* _Given records_:
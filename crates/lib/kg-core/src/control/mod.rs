use std::future::Future;
use std::time::Duration;
use std::{error::Error, fmt};

use tracing::warn;

use crate::parsers::NodeParseError;
use crate::store::{NodeStore, StoreError, StoreResult};

pub mod load;
pub mod nodes;

pub use load::{LoadReport, NodeLoadRequest};
pub use nodes::ContextReport;

#[derive(Debug)]
pub enum ControlError {
    Parse(NodeParseError),
    Store(StoreError),
    /// The operation missed its deadline and was cancelled. Safe to retry.
    Timeout {
        operation: &'static str,
        after: Duration,
    },
    InvalidRequest(String),
}

impl ControlError {
    #[must_use]
    pub const fn is_retriable(&self) -> bool {
        match self {
            Self::Timeout { .. } => true,
            Self::Store(err) => err.is_retriable(),
            Self::Parse(_) | Self::InvalidRequest(_) => false,
        }
    }
}

impl fmt::Display for ControlError {
    fn fmt(&self, f: &mut fmt::Formatter<'_>) -> fmt::Result {
        match self {
            Self::Parse(err) => write!(f, "{err}"),
            Self::Store(err) => write!(f, "{err}"),
            Self::Timeout { operation, after } => {
                write!(f, "{operation} timed out after {}ms", after.as_millis())
            }
            Self::InvalidRequest(message) => write!(f, "Invalid request: {message}"),
        }
    }
}

impl Error for ControlError {}

impl From<NodeParseError> for ControlError {
    fn from(err: NodeParseError) -> Self {
        Self::Parse(err)
    }
}

impl From<StoreError> for ControlError {
    fn from(err: StoreError) -> Self {
        Self::Store(err)
    }
}

/// Entry point for node operations: a store plus an optional deadline that
/// applies to every backend call.
pub struct KgControlPlane<S: NodeStore> {
    store: S,
    operation_timeout: Option<Duration>,
}

impl<S: NodeStore> Clone for KgControlPlane<S> {
    fn clone(&self) -> Self {
        Self {
            store: self.store.clone(),
            operation_timeout: self.operation_timeout,
        }
    }
}

impl<S: NodeStore> KgControlPlane<S> {
    pub const fn new(store: S) -> Self {
        Self {
            store,
            operation_timeout: None,
        }
    }

    #[must_use]
    pub const fn with_operation_timeout(mut self, timeout: Option<Duration>) -> Self {
        self.operation_timeout = timeout;
        self
    }

    pub const fn store(&self) -> &S {
        &self.store
    }

    pub const fn operation_timeout(&self) -> Option<Duration> {
        self.operation_timeout
    }

    /// Runs a store call under the configured deadline. On expiry the call
    /// is dropped, which cancels any in-flight request.
    pub(crate) async fn run<T>(
        &self,
        operation: &'static str,
        call: impl Future<Output = StoreResult<T>> + Send,
    ) -> Result<T, ControlError> {
        let Some(after) = self.operation_timeout else {
            return Ok(call.await?);
        };
        match tokio::time::timeout(after, call).await {
            Ok(result) => Ok(result?),
            Err(_) => {
                warn!(
                    operation,
                    backend = self.store.backend_name(),
                    timeout_ms = after.as_millis(),
                    "store operation timed out"
                );
                Err(ControlError::Timeout { operation, after })
            }
        }
    }
}
//! MCP server runners for the context engine.

use std::net::SocketAddr;
use std::sync::Arc;
use std::time::Duration;

use axum::Router;
use axum::routing::get;
use kg_core::control::KgControlPlane;
use kg_core::store::NodeStore;
use rmcp::serve_server;
use rmcp::transport::io::stdio;
use rmcp::transport::streamable_http_server::{
    StreamableHttpServerConfig,
    StreamableHttpService,
    session::local::LocalSessionManager,
};
use tracing::info;

use crate::{KgMcp, McpOptions};

/// Configuration for the MCP streamable HTTP server.
#[derive(Debug, Clone)]
pub struct McpHttpServerConfig {
    pub addr: SocketAddr,
    pub stateful_mode: bool,
    pub sse_keep_alive: Option<Duration>,
    pub sse_retry: Option<Duration>,
}

impl McpHttpServerConfig {
    #[must_use]
    pub const fn new(addr: SocketAddr) -> Self {
        Self {
            addr,
            stateful_mode: true,
            sse_keep_alive: Some(Duration::from_secs(15)),
            sse_retry: Some(Duration::from_secs(3)),
        }
    }

    #[must_use]
    pub const fn with_stateful_mode(mut self, stateful_mode: bool) -> Self {
        self.stateful_mode = stateful_mode;
        self
    }

    #[must_use]
    pub const fn with_sse_keep_alive(mut self, sse_keep_alive: Option<Duration>) -> Self {
        self.sse_keep_alive = sse_keep_alive;
        self
    }

    #[must_use]
    pub const fn with_sse_retry(mut self, sse_retry: Option<Duration>) -> Self {
        self.sse_retry = sse_retry;
        self
    }
}

impl Default for McpHttpServerConfig {
    fn default() -> Self {
        Self::new(SocketAddr::from(([127, 0, 0, 1], 4020)))
    }
}

/// Serves the MCP server over stdio.
///
/// # Errors
/// Returns any transport or server error.
pub async fn serve_stdio<S: NodeStore>(
    control: KgControlPlane<S>,
    options: McpOptions,
) -> Result<(), Box<dyn std::error::Error + Send + Sync>> {
    let service = KgMcp::with_options(control, options);
    let (stdin, stdout) = stdio();
    info!("serving MCP over stdio");
    let running = serve_server(service, (stdin, stdout)).await?;
    let _ = running.waiting().await?;
    Ok(())
}

/// Serves the MCP server using streamable HTTP transport, with `/health`
/// alongside `/mcp`.
///
/// # Errors
/// Returns any listener or server error.
pub async fn serve_streamable_http<S: NodeStore>(
    control: KgControlPlane<S>,
    options: McpOptions,
    config: McpHttpServerConfig,
) -> Result<(), Box<dyn std::error::Error + Send + Sync>> {
    let service: StreamableHttpService<KgMcp<S>, LocalSessionManager> =
        StreamableHttpService::new(
            move || Ok(KgMcp::with_options(control.clone(), options)),
            Arc::new(LocalSessionManager::default()),
            StreamableHttpServerConfig {
                sse_keep_alive: config.sse_keep_alive,
                sse_retry: config.sse_retry,
                stateful_mode: config.stateful_mode,
                ..Default::default()
            },
        );

    let app = Router::new()
        .route("/health", get(|| async { "ok" }))
        .nest_service("/mcp", service);
    let listener = tokio::net::TcpListener::bind(config.addr).await?;
    info!(addr = %config.addr, "serving MCP over streamable HTTP");
    axum::serve(listener, app).await?;
    Ok(())
}
impl DgraphNodeStore {
    /// Builds a store with its own HTTP client.
    ///
    /// # Errors
    /// Returns `StoreError::Backend` if the HTTP client cannot be built.
    pub fn new(settings: &DgraphSettings) -> StoreResult<Self> {
        let mut builder = Client::builder();
        if let Some(timeout) = settings.request_timeout {
            builder = builder.timeout(timeout);
        }
        let client = builder
            .build()
            .map_err(|err| StoreError::Backend(format!("failed to build HTTP client: {err}")))?;
        Ok(Self::with_client(client, &settings.url))
    }

    /// Wraps an existing HTTP client.
    #[must_use]
    pub fn with_client(client: Client, url: &str) -> Self {
        Self {
            client,
            base_url: Arc::from(url.trim_end_matches('/')),
        }
    }

    #[must_use]
    pub fn base_url(&self) -> &str {
        &self.base_url
    }

    /// Installs the GraphQL schema through `/admin/schema`. Defaults to the
    /// node type SDL when `sdl` is `None`.
    ///
    /// # Errors
    /// Returns `StoreError::Schema` if Dgraph does not acknowledge the schema.
    pub async fn setup_graphql_schema(&self, sdl: Option<&str>) -> StoreResult<()> {
        let request = self
            .client
            .post(self.endpoint("admin/schema"))
            .header(CONTENT_TYPE, "text/plain")
            .body(sdl.unwrap_or(GRAPHQL_SDL).to_string());
        let reply: AckData = self.send(request).await.map_err(into_schema_err)?;
        if reply.code.as_deref() != Some("Success") {
            return Err(StoreError::Schema(format!(
                "GraphQL schema not acknowledged: {}",
                reply.message.unwrap_or_default()
            )));
        }
        info!(url = %self.base_url, "GraphQL schema ready");
        Ok(())
    }

    /// Runs a GraphQL operation against `/graphql` and decodes its `data`.
    ///
    /// # Errors
    /// Returns `StoreError::Backend` if the reply carries `errors` or cannot
    /// be decoded, and `StoreError::Unavailable` if Dgraph cannot be reached.
    pub async fn graphql_query<T: DeserializeOwned>(
        &self,
        query: &str,
        variables: Option<Value>,
    ) -> StoreResult<T> {
        let mut payload = Map::new();
        payload.insert("query".to_string(), Value::String(query.to_string()));
        if let Some(variables) = variables {
            payload.insert("variables".to_string(), variables);
        }
        let request = self
            .client
            .post(self.endpoint("graphql"))
            .json(&Value::Object(payload));
        self.send(request).await
    }

    /// Creates a node through the GraphQL `addKnowledgeGraphNode` mutation.
    ///
    /// # Errors
    /// Returns `StoreError::Validation` for an incomplete node,
    /// `StoreError::DuplicateKey` if `nodeId` is taken, or any
    /// `graphql_query` error.
    pub async fn create_node_graphql(&self, node: &KnowledgeGraphNode) -> StoreResult<GraphqlNodeSummary> {
        node.validate()?;
        let mut input = Map::new();
        input.insert("nodeId".to_string(), Value::String(node.node_id.clone()));
        input.insert("title".to_string(), Value::String(node.title.clone()));
        input.insert("content".to_string(), json!(node.content));
        input.insert("metadata".to_string(), Value::String(node.metadata.clone()));
        input.insert(
            "relationships".to_string(),
            Value::String(node.relationships.clone()),
        );
        input.insert("semanticTags".to_string(), json!(node.semantic_tags));
        input.insert(
            "compositionRules".to_string(),
            Value::String(node.composition_rules.clone()),
        );
        if let Some(section_type) = &node.section_type {
            input.insert("sectionType".to_string(), Value::String(section_type.clone()));
        }
        if let Some(importance) = &node.importance {
            input.insert("importance".to_string(), Value::String(importance.clone()));
        }

        let data: AddNodeData = self
            .graphql_query(ADD_NODE_MUTATION, Some(json!({ "input": [Value::Object(input)] })))
            .await
            .map_err(|err| match err {
                StoreError::Backend(message) if message.contains("already exists") => {
                    StoreError::DuplicateKey(node.node_id.clone())
                }
                other => other,
            })?;
        let summary = data
            .add_knowledge_graph_node
            .and_then(|payload| payload.knowledge_graph_node.into_iter().next())
            .ok_or_else(|| {
                StoreError::Backend(format!("no node returned when creating {}", node.node_id))
            })?;
        debug!(node_id = %summary.node_id, "created node through GraphQL");
        Ok(summary)
    }

    /// Lists GraphQL nodes carrying `tag`. Content order follows Dgraph's
    /// list order, which is not guaranteed.
    ///
    /// # Errors
    /// Returns any `graphql_query` error.
    pub async fn get_nodes_by_tag_graphql(&self, tag: &str) -> StoreResult<Vec<KnowledgeGraphNode>> {
        let data: TagQueryData = self
            .graphql_query(NODES_BY_TAG_QUERY, Some(json!({ "tag": tag })))
            .await?;
        Ok(data
            .query_knowledge_graph_node
            .into_iter()
            .map(GraphqlNode::into_node)
            .collect())
    }

    fn endpoint(&self, path: &str) -> String {
        format!("{}/{path}", self.base_url)
    }

    async fn alter(&self, body: String) -> StoreResult<()> {
        let request = self
            .client
            .post(self.endpoint("alter"))
            .header(CONTENT_TYPE, "application/dql")
            .body(body);
        let _: AckData = self.send(request).await?;
        Ok(())
    }

    async fn mutate(&self, body: &Value) -> StoreResult<MutationData> {
        let request = self
            .client
            .post(self.endpoint("mutate?commitNow=true"))
            .json(body);
        self.send(request).await
    }

    async fn run_query(&self, query: String, variables: Map<String, Value>) -> StoreResult<Vec<DgraphRow>> {
        let request = self.client.post(self.endpoint("query")).json(&json!({
            "query": query,
            "variables": variables,
        }));
        let data: QueryData = self.send(request).await?;
        Ok(data.nodes)
    }

    async fn lookup(&self, node_id: &str) -> StoreResult<Vec<DgraphRow>> {
        let query = format!(
            "query q($id: string) {{ nodes(func: eq(node_id, $id)) @filter(type({DGRAPH_NODE_TYPE})) {{ {} }} }}",
            selection()
        );
        let mut variables = Map::new();
        variables.insert("$id".to_string(), Value::String(node_id.to_string()));
        self.run_query(query, variables).await
    }

    /// Writes `node` over the existing `uid`, first deleting every value of
    /// the `clear` predicates. List predicates accumulate on set, so a
    /// replaced tag set must be cleared.
    async fn write_node(&self, uid: &str, node: &KnowledgeGraphNode, clear: &[&str]) -> StoreResult<()> {
        let mut set = node_to_row(node)?;
        set.insert("uid".to_string(), Value::String(uid.to_string()));
        let mut body = Map::new();
        if !clear.is_empty() {
            let mut delete = Map::new();
            delete.insert("uid".to_string(), Value::String(uid.to_string()));
            for predicate in clear {
                delete.insert((*predicate).to_string(), Value::Null);
            }
            body.insert("delete".to_string(), json!([Value::Object(delete)]));
        }
        body.insert("set".to_string(), json!([Value::Object(set)]));
        self.mutate(&Value::Object(body)).await?;
        Ok(())
    }

    async fn send<T: DeserializeOwned>(&self, request: RequestBuilder) -> StoreResult<T> {
        let response = request.send().await.map_err(map_transport_err)?;
        let status = response.status();
        let body = response.text().await.map_err(map_transport_err)?;
        if status.is_server_error() {
            return Err(StoreError::Unavailable(format!("{status}: {body}")));
        }
        let envelope: Envelope<T> = serde_json::from_str(&body).map_err(|err| {
            StoreError::Backend(format!("unreadable reply ({status}): {err}"))
        })?;
        if !envelope.errors.is_empty() {
            let messages: Vec<String> = envelope.errors.into_iter().map(|e| e.message).collect();
            let message = messages.join("; ");
            // Aborted transactions lost a conflict and can be retried as-is.
            if message.contains(TXN_ABORTED) {
                return Err(StoreError::Unavailable(message));
            }
            return Err(StoreError::Backend(message));
        }
        if !status.is_success() {
            return Err(StoreError::Backend(format!("{status}: {body}")));
        }
        envelope
            .data
            .ok_or_else(|| StoreError::Backend("reply carried no data".to_string()))
    }
}
use std::borrow::Cow;

use kg_core::control::ControlError;
use kg_core::store::StoreError;
use rmcp::ErrorData;
use rmcp::model::ErrorCode;

pub(crate) fn mcp_err(code: ErrorCode, message: impl Into<Cow<'static, str>>) -> ErrorData {
    ErrorData {
        code,
        message: message.into(),
        data: None,
    }
}

/// Maps control-plane failures onto MCP error codes.
pub(crate) fn map_err(err: ControlError) -> ErrorData {
    let code = match &err {
        ControlError::Parse(_)
        | ControlError::InvalidRequest(_)
        | ControlError::Store(StoreError::Validation(_) | StoreError::DuplicateKey(_)) => {
            ErrorCode::INVALID_PARAMS
        }
        ControlError::Store(StoreError::NotFound(_)) => ErrorCode::RESOURCE_NOT_FOUND,
        ControlError::Timeout { .. }
        | ControlError::Store(
            StoreError::Schema(_)
            | StoreError::Unavailable(_)
            | StoreError::Backend(_)
            | StoreError::Surreal(_),
        ) => ErrorCode::INTERNAL_ERROR,
    };
    mcp_err(code, err.to_string())
}

#[cfg(test)]
mod tests {
    use super::*;

    #[test]
    fn store_errors_map_to_mcp_codes() {
        let not_found = map_err(ControlError::Store(StoreError::NotFound("a".to_string())));
        assert_eq!(not_found.code, ErrorCode::RESOURCE_NOT_FOUND);
        assert_eq!(not_found.message, "Node not found: a");

        let invalid = map_err(ControlError::Store(StoreError::Validation("title is required".to_string())));
        assert_eq!(invalid.code, ErrorCode::INVALID_PARAMS);

        let down = map_err(ControlError::Store(StoreError::Unavailable("refused".to_string())));
        assert_eq!(down.code, ErrorCode::INTERNAL_ERROR);
    }
}
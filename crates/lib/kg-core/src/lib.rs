//! Core services for the context engine.
//!
//! This crate owns the node stores (`SurrealDB` and Dgraph backends), the
//! node file loader, and the control plane that layers deadlines, bulk
//! loading, and context composition over a store.

pub mod compose;
pub mod control;
pub mod parsers;
pub mod store;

* _Task directions_: Count how many lines in the material above hold the word "SocketAddr", then write the number and nothing more.

* _Task response_: 4